Y como en todas las historias de amor, porque esta es una historia de amor, no puede haber dos sin tres. Y la tercera protagonista, el tercer ser que apareció junto con el agua y el sol era ni más ni menos que la Luna. La Luna era coqueta y caprichosa. Misteriosa y escondidiza como la misma noche en la que se movía. Reinaba sobre las estrellas y sobre la oscuridad, y creia por tanto ser la reina del universo, puesto que no conocía nada más. La Luna no sabía de la existencia del día, del sol, de la vida... para ella todo se dividia entre la oscuridad y su luz.
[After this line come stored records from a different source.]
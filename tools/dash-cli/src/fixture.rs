//! Cart and voucher fixtures.
//!
//! A fixture is either the bare JSON payload or a saved backend response in
//! the `{EC, EM, DT}` envelope.

use std::path::Path;

use anyhow::{anyhow, Context, Result};
use dash_commerce::cart::{normalize_cart, CartSnapshot};
use dash_commerce::voucher::Voucher;
use dash_commerce::RestaurantId;
use dash_data::ApiEnvelope;
use serde::de::DeserializeOwned;

fn load<T: DeserializeOwned>(path: &Path) -> Result<T> {
    let bytes = std::fs::read(path)
        .with_context(|| format!("Failed to read fixture: {}", path.display()))?;

    if let Ok(envelope) = ApiEnvelope::<T>::from_slice(&bytes) {
        return envelope
            .into_data()
            .with_context(|| format!("Fixture holds a failed response: {}", path.display()));
    }
    serde_json::from_slice(&bytes)
        .with_context(|| format!("Failed to parse fixture: {}", path.display()))
}

/// Load and validate a cart.
pub fn load_cart(path: &Path) -> Result<Vec<CartSnapshot>> {
    let cart = load::<Vec<CartSnapshot>>(path)?;
    normalize_cart(cart).with_context(|| format!("Invalid cart fixture: {}", path.display()))
}

/// Load a voucher catalog.
pub fn load_vouchers(path: &Path) -> Result<Vec<Voucher>> {
    load(path)
}

/// Snapshot of `restaurant`, or of the only restaurant in the cart.
pub fn pick_snapshot(cart: &[CartSnapshot], restaurant: Option<&str>) -> Result<CartSnapshot> {
    match restaurant {
        Some(id) => {
            let id = RestaurantId::new(id);
            cart.iter()
                .find(|s| s.restaurant_id == id)
                .cloned()
                .ok_or_else(|| anyhow!("No items for restaurant {} in the cart", id))
        }
        None => match cart {
            [only] => Ok(only.clone()),
            [] => Err(anyhow!("The cart is empty")),
            _ => Err(anyhow!(
                "The cart holds {} restaurants; pick one with --restaurant",
                cart.len()
            )),
        },
    }
}

#[cfg(test)]
mod tests {
    use super::*;

    const CART: &str = r#"[{
        "restaurantId": "r1",
        "items": [
            {"id": "li-1", "restaurantId": "r1", "foodId": "pho", "quantity": 2, "unitPrice": 20000},
            {"id": "li-2", "restaurantId": "r1", "foodId": "tea", "quantity": 1, "unitPrice": 9000}
        ]
    }]"#;

    fn write(dir: &tempfile::TempDir, name: &str, content: &str) -> std::path::PathBuf {
        let path = dir.path().join(name);
        std::fs::write(&path, content).unwrap();
        path
    }

    #[test]
    fn test_bare_and_enveloped_carts_match() {
        let dir = tempfile::tempdir().unwrap();
        let bare = write(&dir, "bare.json", CART);
        let wrapped = write(
            &dir,
            "wrapped.json",
            &format!(r#"{{"EC": "0", "EM": "ok", "DT": {}}}"#, CART),
        );

        let bare = load_cart(&bare).unwrap();
        assert_eq!(bare, load_cart(&wrapped).unwrap());
        assert_eq!(bare[0].subtotal().minor_units(), 49_000);
    }

    #[test]
    fn test_failed_response_fixture() {
        let dir = tempfile::tempdir().unwrap();
        let path = write(&dir, "failed.json", r#"{"EC": "1", "EM": "nope", "DT": null}"#);
        assert!(load_cart(&path).is_err());
    }

    #[test]
    fn test_pick_snapshot() {
        let dir = tempfile::tempdir().unwrap();
        let cart = load_cart(&write(&dir, "cart.json", CART)).unwrap();

        assert!(pick_snapshot(&cart, None).is_ok());
        assert!(pick_snapshot(&cart, Some("r1")).is_ok());
        assert!(pick_snapshot(&cart, Some("r2")).is_err());
        assert!(pick_snapshot(&[], None).is_err());
    }
}
//! Cart store.
//!
//! Holds the last-known cart, one [`CartSnapshot`] per restaurant. Every
//! mutation is a gateway round trip whose response replaces the local cart
//! wholesale; a failed call leaves the last-known-good cart untouched.
//!
//! Each issued mutation gets a sequence number. A response that lands after a
//! newer one was already applied is still applied (the last response to land
//! wins) but is logged and counted as a stale response. With
//! [`CartStore::with_serialized_mutations`] mutations for the same restaurant
//! run one at a time, which removes that race for per-restaurant operations.

use crate::cart::{normalize_cart, CartSnapshot, NewLineItemRequest, QuantityDirection, QuantityUpdate};
use crate::error::CommerceError;
use crate::gateway::{CartGateway, GatewayResult};
use crate::ids::{LineItemId, RestaurantId};
use crate::persistence::{Persistence, CART_PART};
use dashmap::DashMap;
use std::fmt;
use std::future::Future;
use std::sync::atomic::{AtomicBool, AtomicU64, Ordering};
use std::sync::{Arc, PoisonError, RwLock, RwLockReadGuard, RwLockWriteGuard};
use tokio::sync::Mutex;
use tracing::{debug, info, warn};

/// Queue key for operations spanning the whole cart.
const WHOLE_CART: &str = "*";

#[derive(Debug, Default)]
struct CartState {
    snapshots: Vec<CartSnapshot>,
    /// Highest sequence number whose effect is reflected in `snapshots`.
    applied_seq: u64,
}

/// Client-side view of the remote cart.
pub struct CartStore {
    gateway: Arc<dyn CartGateway>,
    persistence: Option<Persistence>,
    state: RwLock<CartState>,
    next_seq: AtomicU64,
    alive: AtomicBool,
    serialize_mutations: bool,
    queues: DashMap<String, Arc<Mutex<()>>>,
    stale_responses: AtomicU64,
}

impl fmt::Debug for CartStore {
    fn fmt(&self, f: &mut fmt::Formatter<'_>) -> fmt::Result {
        f.debug_struct("CartStore")
            .field("restaurants", &self.read_state().snapshots.len())
            .field("alive", &self.is_alive())
            .field("serialize_mutations", &self.serialize_mutations)
            .field("stale_responses", &self.stale_response_count())
            .finish_non_exhaustive()
    }
}

impl CartStore {
    /// Create an empty store backed by `gateway`.
    pub fn new(gateway: Arc<dyn CartGateway>) -> Self {
        Self {
            gateway,
            persistence: None,
            state: RwLock::new(CartState::default()),
            next_seq: AtomicU64::new(0),
            alive: AtomicBool::new(true),
            serialize_mutations: false,
            queues: DashMap::new(),
            stale_responses: AtomicU64::new(0),
        }
    }

    /// Rehydrate from and persist to `persistence`.
    pub fn with_persistence(mut self, persistence: Persistence) -> Self {
        if let Some(persisted) = persistence.load::<Vec<CartSnapshot>>(CART_PART) {
            match normalize_cart(persisted) {
                Ok(snapshots) => {
                    debug!(restaurants = snapshots.len(), "rehydrated cart");
                    self.state
                        .get_mut()
                        .unwrap_or_else(PoisonError::into_inner)
                        .snapshots = snapshots;
                }
                Err(e) => warn!(error = %e, "ignoring invalid persisted cart"),
            }
        }
        self.persistence = Some(persistence);
        self
    }

    /// Run at most one mutation per restaurant at a time.
    pub fn with_serialized_mutations(mut self, enabled: bool) -> Self {
        self.serialize_mutations = enabled;
        self
    }

    /// Add food to a restaurant's cart.
    pub async fn add_item(
        &self,
        request: NewLineItemRequest,
    ) -> Result<Vec<CartSnapshot>, CommerceError> {
        request.validate()?;
        let key = request.restaurant_id.to_string();
        self.mutate("add_item", key, || self.gateway.add_item(&request))
            .await
    }

    /// Remove a line item.
    pub async fn remove_item(
        &self,
        line_item_id: &LineItemId,
    ) -> Result<Vec<CartSnapshot>, CommerceError> {
        let key = self.queue_key_for(line_item_id);
        self.mutate("remove_item", key, || self.gateway.remove_item(line_item_id))
            .await
    }

    /// Change the quantity of a line item.
    ///
    /// A decrease that takes the item to zero is still sent; the item's
    /// absence from the response is the successful outcome.
    pub async fn update_quantity(
        &self,
        line_item_id: &LineItemId,
        quantity: u32,
        direction: QuantityDirection,
    ) -> Result<Vec<CartSnapshot>, CommerceError> {
        let update = QuantityUpdate {
            line_item_id: line_item_id.clone(),
            quantity,
            direction,
        };
        let key = self.queue_key_for(line_item_id);
        self.mutate("update_quantity", key, || self.gateway.update_quantity(&update))
            .await
    }

    /// Empty the cart across all restaurants, remotely and locally.
    pub async fn clear_all(&self) -> Result<(), CommerceError> {
        self.mutate("clear_all", WHOLE_CART.to_string(), || async {
            self.gateway.clear_cart().await.map(|()| Vec::new())
        })
        .await
        .map(|_| ())
    }

    /// Re-read the cart from the gateway.
    pub async fn refresh(&self) -> Result<Vec<CartSnapshot>, CommerceError> {
        self.mutate("refresh", WHOLE_CART.to_string(), || self.gateway.fetch_cart())
            .await
    }

    /// Drop one restaurant's snapshot locally. No gateway call.
    ///
    /// In-flight mutations issued before this call are treated as stale when
    /// they land.
    pub fn clear_for_restaurant(&self, restaurant_id: &RestaurantId) -> Option<CartSnapshot> {
        let seq = self.issue_seq();
        let mut state = self.write_state();
        state.applied_seq = state.applied_seq.max(seq);
        let position = state
            .snapshots
            .iter()
            .position(|s| &s.restaurant_id == restaurant_id);
        let removed = position.map(|i| state.snapshots.remove(i));

        if removed.is_some() {
            info!(restaurant_id = %restaurant_id, seq, "cleared restaurant cart");
            self.persist(&state.snapshots);
        }
        removed
    }

    /// Snapshot of one restaurant.
    pub fn snapshot_for(&self, restaurant_id: &RestaurantId) -> Option<CartSnapshot> {
        self.read_state()
            .snapshots
            .iter()
            .find(|s| &s.restaurant_id == restaurant_id)
            .cloned()
    }

    /// All snapshots.
    pub fn snapshots(&self) -> Vec<CartSnapshot> {
        self.read_state().snapshots.clone()
    }

    /// Sum of quantities, for one restaurant or the whole cart.
    pub fn total_item_count(&self, restaurant_id: Option<&RestaurantId>) -> u64 {
        self.read_state()
            .snapshots
            .iter()
            .filter(|s| restaurant_id.map_or(true, |r| &s.restaurant_id == r))
            .map(CartSnapshot::item_count)
            .sum()
    }

    /// Number of responses applied after a newer one had already landed.
    pub fn stale_response_count(&self) -> u64 {
        self.stale_responses.load(Ordering::Relaxed)
    }

    /// Stop applying gateway responses. Calls in flight resolve to
    /// [`CommerceError::ContextClosed`] and leave state untouched; local
    /// changes made afterwards are no longer persisted.
    pub fn teardown(&self) {
        if self.alive.swap(false, Ordering::SeqCst) {
            info!("cart store torn down");
        }
    }

    /// Check if the store still applies responses.
    pub fn is_alive(&self) -> bool {
        self.alive.load(Ordering::SeqCst)
    }

    async fn mutate<F, Fut>(
        &self,
        operation: &'static str,
        key: String,
        call: F,
    ) -> Result<Vec<CartSnapshot>, CommerceError>
    where
        F: FnOnce() -> Fut,
        Fut: Future<Output = GatewayResult<Vec<CartSnapshot>>>,
    {
        self.ensure_alive()?;

        let queue = self.queue_for(&key);
        let result = match &queue {
            Some(queue) => {
                let _turn = queue.lock().await;
                self.run(operation, &key, call).await
            }
            None => self.run(operation, &key, call).await,
        };
        if let Some(queue) = queue {
            self.release_queue(&key, queue);
        }
        result
    }

    async fn run<F, Fut>(
        &self,
        operation: &'static str,
        key: &str,
        call: F,
    ) -> Result<Vec<CartSnapshot>, CommerceError>
    where
        F: FnOnce() -> Fut,
        Fut: Future<Output = GatewayResult<Vec<CartSnapshot>>>,
    {
        self.ensure_alive()?;

        let seq = self.issue_seq();
        debug!(operation, key = %key, seq, "cart mutation issued");

        let response = call().await;

        if !self.is_alive() {
            debug!(operation, seq, "discarding response for torn-down cart");
            return Err(CommerceError::ContextClosed);
        }

        let snapshots = match response.and_then(normalize_cart) {
            Ok(snapshots) => snapshots,
            Err(e) => {
                warn!(operation, seq, error = %e, "cart mutation failed; keeping last-known cart");
                return Err(e.into());
            }
        };

        self.apply(operation, seq, snapshots.clone());
        Ok(snapshots)
    }

    fn apply(&self, operation: &'static str, seq: u64, snapshots: Vec<CartSnapshot>) {
        let mut state = self.write_state();
        if seq < state.applied_seq {
            let stale = self.stale_responses.fetch_add(1, Ordering::Relaxed) + 1;
            warn!(
                operation,
                seq,
                applied_seq = state.applied_seq,
                stale_responses = stale,
                "applying out-of-order cart response"
            );
        }
        state.applied_seq = state.applied_seq.max(seq);
        state.snapshots = snapshots;
        debug!(operation, seq, "cart replaced from gateway response");
        self.persist(&state.snapshots);
    }

    /// Called with the state lock held so writes land in the order applied.
    fn persist(&self, snapshots: &[CartSnapshot]) {
        if let Some(persistence) = self.persistence.as_ref().filter(|_| self.is_alive()) {
            persistence.save(CART_PART, &snapshots);
        }
    }

    fn ensure_alive(&self) -> Result<(), CommerceError> {
        if self.is_alive() {
            Ok(())
        } else {
            Err(CommerceError::ContextClosed)
        }
    }

    fn issue_seq(&self) -> u64 {
        self.next_seq.fetch_add(1, Ordering::SeqCst) + 1
    }

    fn queue_for(&self, key: &str) -> Option<Arc<Mutex<()>>> {
        if !self.serialize_mutations {
            return None;
        }
        Some(self.queues.entry(key.to_string()).or_default().value().clone())
    }

    /// Drop the queue for `key` once no mutation holds or awaits it.
    fn release_queue(&self, key: &str, queue: Arc<Mutex<()>>) {
        drop(queue);
        self.queues.remove_if(key, |_, q| Arc::strong_count(q) == 1);
    }

    /// Line item mutations queue behind their restaurant when it is known.
    fn queue_key_for(&self, line_item_id: &LineItemId) -> String {
        self.read_state()
            .snapshots
            .iter()
            .find(|s| s.line_item(line_item_id).is_some())
            .map(|s| s.restaurant_id.to_string())
            .unwrap_or_else(|| format!("item:{}", line_item_id))
    }

    fn read_state(&self) -> RwLockReadGuard<'_, CartState> {
        self.state.read().unwrap_or_else(PoisonError::into_inner)
    }

    fn write_state(&self) -> RwLockWriteGuard<'_, CartState> {
        self.state.write().unwrap_or_else(PoisonError::into_inner)
    }
}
No es de extrañar por tanto que pecara de vanidad y orgullo y una pizca de ignorancia.
La Luna también permanecía siempre alejada de la tierra. Bien sabía ella lo hermosa que era en la distancia... la perfección de su circumferencia y la pureza de su blancura... pero, ¡ay! del que se acercara a verla... Porque la Luna era imperfecta: su superficie estaba marcada por sendas cicatrices y su color oscurecia hasta el punto de descubrirse que de ella no manaba luz alguna. Y así vivia, ocultandose y mostrándose eternamente...
Y así la Luna, viéndose tan bella reflejada en el agua estancada de los lagos, tan viva reflejándose en el agua corriendo por los rios, tan salvaje reflejándose en las olas que rompen contra las rocas, tan efímera escondida tras la fina lluvia que cae... no pudo menos que fijarse en el agua y creer que la amaba. En realidad la Luna sólo podía amarse a ella misma y a su reflejo...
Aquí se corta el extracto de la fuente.